What to produce: Nothing in the data may be altered; restate all of it exactly.

======== Supplied information

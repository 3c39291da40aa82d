//! Draft normalization.
//!
//! Turns an untrusted [`Draft`] into a [`NormalizedDraft`] whose every field
//! is populated and within bounds. Nothing here fails: each invalid field is
//! replaced by a default and the replacement is recorded as a warning, in the
//! order it happened.

use rust_decimal::Decimal;
use tracing::{debug, warn};

use crate::models::config::{BillingConfig, FacturaConfig};
use crate::models::draft::{Draft, DraftCustomer, DraftItem, DraftNumber, RequestOptions};
use crate::models::invoice::{Customer, NormalizedDraft, NormalizedItem};

use super::calculator::{line_amount, totals_from_net_sum};
use super::ids::IdentifierSource;
use super::rules::document::{
    has_canonical_length, is_usable_document_number, simulated_document_number,
    CANONICAL_DOCUMENT_LENGTH,
};
use super::rules::{FieldExtractor, LineItemExtractor};

/// Warning recorded when the customer document number had to be invented.
pub const WARN_SIMULATED_DOCUMENT: &str =
    "Customer document number was simulated because it was missing or invalid.";

/// Warning recorded when the text extractor replaced the draft items.
pub const WARN_DETERMINISTIC_EXTRACTION: &str =
    "Deterministic extraction was used to recover quantities and prices from the text.";

/// Warning recorded when a kept document number is not canonical.
pub fn non_canonical_document_warning() -> String {
    format!(
        "Customer document number does not match the canonical length of {} digits; the provided value was kept unvalidated.",
        CANONICAL_DOCUMENT_LENGTH
    )
}

/// Warning recorded when an item quantity was forced to 1.
pub fn invalid_quantity_warning(position: usize) -> String {
    format!("Invalid quantity in item {}; forced to 1.", position)
}

/// Warning recorded when an item unit price was forced to 0.
pub fn invalid_price_warning(position: usize) -> String {
    format!("Invalid unit price in item {}; forced to 0.", position)
}
//! Process command - turn a single draft or raw text into an invoice.

use std::fs;
use std::path::{Path, PathBuf};
use std::time::Instant;

use chrono::NaiveDate;
use clap::Args;
use console::style;
use rust_decimal::Decimal;
use tracing::{debug, info};

use factura_core::invoice::{InvoicePipeline, ProcessedInvoice, RandomSource};
use factura_core::models::draft::{Draft, InvoiceRequest, RequestOptions};

use super::load_config;
use super::output::{format_invoice, OutputFormat};

/// Arguments for the process command.
#[derive(Args)]
pub struct ProcessArgs {
    /// Draft JSON file produced by the upstream model
    #[arg(required_unless_present = "text", conflicts_with = "text")]
    input: Option<PathBuf>,

    /// Raw request text, priced by the deterministic extractor alone
    #[arg(short, long)]
    text: Option<String>,

    /// Tax rate as a fraction (e.g. 0.18)
    #[arg(long)]
    tax_rate: Option<Decimal>,

    /// Currency used when the draft names none
    #[arg(long)]
    currency: Option<String>,

    /// Issue date (YYYY-MM-DD), defaults to today
    #[arg(long)]
    date: Option<NaiveDate>,

    /// Seed for simulated document and invoice numbers
    #[arg(long)]
    seed: Option<u64>,

    /// Output file (default: stdout)
    #[arg(short, long)]
    output: Option<PathBuf>,

    /// Output format
    #[arg(short, long, value_enum, default_value = "json")]
    format: OutputFormat,

    /// Validate the computed invoice
    #[arg(long)]
    validate: bool,

    /// Print the corrections applied to the draft
    #[arg(long)]
    show_warnings: bool,
}

impl ProcessArgs {
    fn request_options(&self) -> RequestOptions {
        RequestOptions {
            tax_rate: self.tax_rate,
            default_currency: self.currency.clone(),
            issue_date: self.date,
        }
    }
}

pub async fn run(args: ProcessArgs, config_path: Option<&str>) -> anyhow::Result<()> {
    let start = Instant::now();

    let config = load_config(config_path)?;

    let ids = match args.seed {
        Some(seed) => RandomSource::with_seed(seed),
        None => RandomSource::new(),
    };
    let mut pipeline = InvoicePipeline::new(&config).with_source(ids);
    let options = args.request_options();

    let processed = match (&args.input, &args.text) {
        (Some(input), _) => {
            info!("Processing draft file: {}", input.display());
            let draft = read_draft(input)?;
            pipeline.process(draft, &options)
        }
        (None, Some(text)) => {
            let request = InvoiceRequest::new(text.as_str()).with_options(options);
            pipeline.process_text(&request)?
        }
        (None, None) => anyhow::bail!("Either an input file or --text is required"),
    };

    let invoice = &processed.invoice;

    if args.validate {
        let issues = invoice.validate();
        if !issues.is_empty() {
            eprintln!("{}", style("Validation issues:").yellow());
            for issue in &issues {
                eprintln!("  - {}", issue);
            }
        }
    }

    let output = format_invoice(invoice, args.format)?;

    if let Some(output_path) = &args.output {
        fs::write(output_path, &output)?;
        eprintln!(
            "{} Output written to {}",
            style("✓").green(),
            output_path.display()
        );
    } else {
        println!("{}", output);
    }

    if args.show_warnings {
        print_warnings(&processed);
    }

    debug!("Total processing time: {:?}", start.elapsed());

    Ok(())
}

/// Read and decode a draft file.
pub fn read_draft(path: &Path) -> anyhow::Result<Draft> {
    if !path.exists() {
        anyhow::bail!("Input file not found: {}", path.display());
    }
    let content = fs::read_to_string(path)?;
    let draft = Draft::from_json(&content)
        .map_err(|e| anyhow::anyhow!("Invalid draft {}: {}", path.display(), e))?;
    Ok(draft)
}

fn print_warnings(processed: &ProcessedInvoice) {
    eprintln!();
    if processed.warnings.is_empty() {
        eprintln!("{} No corrections were needed", style("ℹ").blue());
        return;
    }
    eprintln!(
        "{} {} warnings:",
        style("⚠").yellow(),
        processed.warnings.len()
    );
    for warning in &processed.warnings {
        eprintln!("  - {}", warning);
    }
}
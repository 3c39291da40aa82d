//! Regex patterns for free-text invoice requests.

use lazy_static::lazy_static;
use regex::Regex;

lazy_static! {
    // "<qty> [unit] [de <filler>] a|@ <price> [currency]", e.g.
    // "2 horas a 150 soles", "3 licencias de antivirus @ 45,50 USD"
    pub static ref LINE_ITEM: Regex = Regex::new(
        r"(?i)(?P<qty>\d+(?:[.,]\d+)?)\s*(?:horas?|licencias?|unidad(?:es)?|u\.?|items?)?(?:\s+de\s+[\w\s/-]{0,50}?)?\s*(?:a|@)\s*(?P<price>\d+(?:[.,]\d+)?)(?:\s*(?P<currency>USD|S/|PEN|sol(?:es)?))?"
    ).unwrap();
}
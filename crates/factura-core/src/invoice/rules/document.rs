//! Customer document (tax identifier) rules.

/// Length of a canonical RUC.
pub const CANONICAL_DOCUMENT_LENGTH: usize = 11;

/// Document numbers shorter than this are replaced by a simulated one.
pub const MIN_DOCUMENT_LENGTH: usize = 8;

/// Leading digit of simulated RUCs (company taxpayers).
pub const SIMULATED_DOCUMENT_PREFIX: char = '2';

/// The canonical tax identifier document type.
pub const TAX_ID_DOCUMENT_TYPE: &str = "RUC";

/// Whether a document number is long enough to be kept.
pub fn is_usable_document_number(number: &str) -> bool {
    number.chars().count() >= MIN_DOCUMENT_LENGTH
}

/// Whether a document number has the canonical RUC length.
///
/// Only the length is checked; no checksum or tax-authority rules.
pub fn has_canonical_length(number: &str) -> bool {
    number.chars().count() == CANONICAL_DOCUMENT_LENGTH
}

/// Whether a document type denotes the canonical tax identifier.
pub fn is_tax_id_type(document_type: &str) -> bool {
    document_type.trim().eq_ignore_ascii_case(TAX_ID_DOCUMENT_TYPE)
}

/// Build a simulated RUC from ten random digits.
pub fn simulated_document_number(digits: &str) -> String {
    let mut number = String::with_capacity(CANONICAL_DOCUMENT_LENGTH);
    number.push(SIMULATED_DOCUMENT_PREFIX);
    number.push_str(digits);
    number
}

================

Solution to the exercise:
repository 3c39291da40aa82d
//! Draft normalization.
//!
//! Turns an untrusted [`Draft`] into a [`NormalizedDraft`] whose every field
//! is populated and within bounds. Nothing here fails: each invalid field is
//! replaced by a default and the replacement is recorded as a warning, in the
//! order it happened.

use rust_decimal::Decimal;
use tracing::{debug, warn};

use crate::models::config::{BillingConfig, FacturaConfig};
use crate::models::draft::{Draft, DraftCustomer, DraftItem, DraftNumber, RequestOptions};
use crate::models::invoice::{Customer, NormalizedDraft, NormalizedItem};

use super::calculator::{line_amount, totals_from_net_sum};
use super::ids::IdentifierSource;
use super::rules::document::{
    has_canonical_length, is_usable_document_number, simulated_document_number,
    CANONICAL_DOCUMENT_LENGTH,
};
use super::rules::{FieldExtractor, LineItemExtractor};

/// Warning recorded when the customer document number had to be invented.
pub const WARN_SIMULATED_DOCUMENT: &str =
    "Customer document number was simulated because it was missing or invalid.";

/// Warning recorded when the text extractor replaced the draft items.
pub const WARN_DETERMINISTIC_EXTRACTION: &str =
    "Deterministic extraction was used to recover quantities and prices from the text.";

/// Warning recorded when a kept document number is not canonical.
pub fn non_canonical_document_warning() -> String {
    format!(
        "Customer document number does not match the canonical length of {} digits; the provided value was kept unvalidated.",
        CANONICAL_DOCUMENT_LENGTH
    )
}

/// Warning recorded when an item quantity was forced to 1.
pub fn invalid_quantity_warning(position: usize) -> String {
    format!("Invalid quantity in item {}; forced to 1.", position)
}

/// Warning recorded when an item unit price was forced to 0.
pub fn invalid_price_warning(position: usize) -> String {
    format!("Invalid unit price in item {}; forced to 0.", position)
}
//! Process command - turn a single draft or raw text into an invoice.

use std::fs;
use std::path::{Path, PathBuf};
use std::time::Instant;

use chrono::NaiveDate;
use clap::Args;
use console::style;
use rust_decimal::Decimal;
use tracing::{debug, info};

use factura_core::invoice::{InvoicePipeline, ProcessedInvoice, RandomSource};
use factura_core::models::draft::{Draft, InvoiceRequest, RequestOptions};

use super::load_config;
use super::output::{format_invoice, OutputFormat};

/// Arguments for the process command.
#[derive(Args)]
pub struct ProcessArgs {
    /// Draft JSON file produced by the upstream model
    #[arg(required_unless_present = "text", conflicts_with = "text")]
    input: Option<PathBuf>,

    /// Raw request text, priced by the deterministic extractor alone
    #[arg(short, long)]
    text: Option<String>,

    /// Tax rate as a fraction (e.g. 0.18)
    #[arg(long)]
    tax_rate: Option<Decimal>,

    /// Currency used when the draft names none
    #[arg(long)]
    currency: Option<String>,

    /// Issue date (YYYY-MM-DD), defaults to today
    #[arg(long)]
    date: Option<NaiveDate>,

    /// Seed for simulated document and invoice numbers
    #[arg(long)]
    seed: Option<u64>,

    /// Output file (default: stdout)
    #[arg(short, long)]
    output: Option<PathBuf>,

    /// Output format
    #[arg(short, long, value_enum, default_value = "json")]
    format: OutputFormat,

    /// Validate the computed invoice
    #[arg(long)]
    validate: bool,

    /// Print the corrections applied to the draft
    #[arg(long)]
    show_warnings: bool,
}

impl ProcessArgs {
    fn request_options(&self) -> RequestOptions {
        RequestOptions {
            tax_rate: self.tax_rate,
            default_currency: self.currency.clone(),
            issue_date: self.date,
        }
    }
}

pub async fn run(args: ProcessArgs, config_path: Option<&str>) -> anyhow::Result<()> {
    let start = Instant::now();

    let config = load_config(config_path)?;

    let ids = match args.seed {
        Some(seed) => RandomSource::with_seed(seed),
        None => RandomSource::new(),
    };
    let mut pipeline = InvoicePipeline::new(&config).with_source(ids);
    let options = args.request_options();

    let processed = match (&args.input, &args.text) {
        (Some(input), _) => {
            info!("Processing draft file: {}", input.display());
            let draft = read_draft(input)?;
            pipeline.process(draft, &options)
        }
        (None, Some(text)) => {
            let request = InvoiceRequest::new(text.as_str()).with_options(options);
            pipeline.process_text(&request)?
        }
        (None, None) => anyhow::bail!("Either an input file or --text is required"),
    };

    let invoice = &processed.invoice;

    if args.validate {
        let issues = invoice.validate();
        if !issues.is_empty() {
            eprintln!("{}", style("Validation issues:").yellow());
            for issue in &issues {
                eprintln!("  - {}", issue);
            }
        }
    }

    let output = format_invoice(invoice, args.format)?;

    if let Some(output_path) = &args.output {
        fs::write(output_path, &output)?;
        eprintln!(
            "{} Output written to {}",
            style("✓").green(),
            output_path.display()
        );
    } else {
        println!("{}", output);
    }

    if args.show_warnings {
        print_warnings(&processed);
    }

    debug!("Total processing time: {:?}", start.elapsed());

    Ok(())
}

/// Read and decode a draft file.
pub fn read_draft(path: &Path) -> anyhow::Result<Draft> {
    if !path.exists() {
        anyhow::bail!("Input file not found: {}", path.display());
    }
    let content = fs::read_to_string(path)?;
    let draft = Draft::from_json(&content)
        .map_err(|e| anyhow::anyhow!("Invalid draft {}: {}", path.display(), e))?;
    Ok(draft)
}

fn print_warnings(processed: &ProcessedInvoice) {
    eprintln!();
    if processed.warnings.is_empty() {
        eprintln!("{} No corrections were needed", style("ℹ").blue());
        return;
    }
    eprintln!(
        "{} {} warnings:",
        style("⚠").yellow(),
        processed.warnings.len()
    );
    for warning in &processed.warnings {
        eprintln!("  - {}", warning);
    }
}
repository 3c39291da40aa82d
//! Regex patterns for free-text invoice requests.

use lazy_static::lazy_static;
use regex::Regex;

lazy_static! {
    // "<qty> [unit] [de <filler>] a|@ <price> [currency]", e.g.
    // "2 horas a 150 soles", "3 licencias de antivirus @ 45,50 USD"
    pub static ref LINE_ITEM: Regex = Regex::new(
        r"(?i)(?P<qty>\d+(?:[.,]\d+)?)\s*(?:horas?|licencias?|unidad(?:es)?|u\.?|items?)?(?:\s+de\s+[\w\s/-]{0,50}?)?\s*(?:a|@)\s*(?P<price>\d+(?:[.,]\d+)?)(?:\s*(?P<currency>USD|S/|PEN|sol(?:es)?))?"
    ).unwrap();
}
filename crates/factura-core/src/invoice/rules/document.rs
//! Customer document (tax identifier) rules.

/// Length of a canonical RUC.
pub const CANONICAL_DOCUMENT_LENGTH: usize = 11;

/// Document numbers shorter than this are replaced by a simulated one.
pub const MIN_DOCUMENT_LENGTH: usize = 8;

/// Leading digit of simulated RUCs (company taxpayers).
pub const SIMULATED_DOCUMENT_PREFIX: char = '2';

/// The canonical tax identifier document type.
pub const TAX_ID_DOCUMENT_TYPE: &str = "RUC";

/// Whether a document number is long enough to be kept.
pub fn is_usable_document_number(number: &str) -> bool {
    number.chars().count() >= MIN_DOCUMENT_LENGTH
}

/// Whether a document number has the canonical RUC length.
///
/// Only the length is checked; no checksum or tax-authority rules.
pub fn has_canonical_length(number: &str) -> bool {
    number.chars().count() == CANONICAL_DOCUMENT_LENGTH
}

/// Whether a document type denotes the canonical tax identifier.
pub fn is_tax_id_type(document_type: &str) -> bool {
    document_type.trim().eq_ignore_ascii_case(TAX_ID_DOCUMENT_TYPE)
}

/// Build a simulated RUC from ten random digits.
pub fn simulated_document_number(digits: &str) -> String {
    let mut number = String::with_capacity(CANONICAL_DOCUMENT_LENGTH);
    number.push(SIMULATED_DOCUMENT_PREFIX);
    number.push_str(digits);
    number
}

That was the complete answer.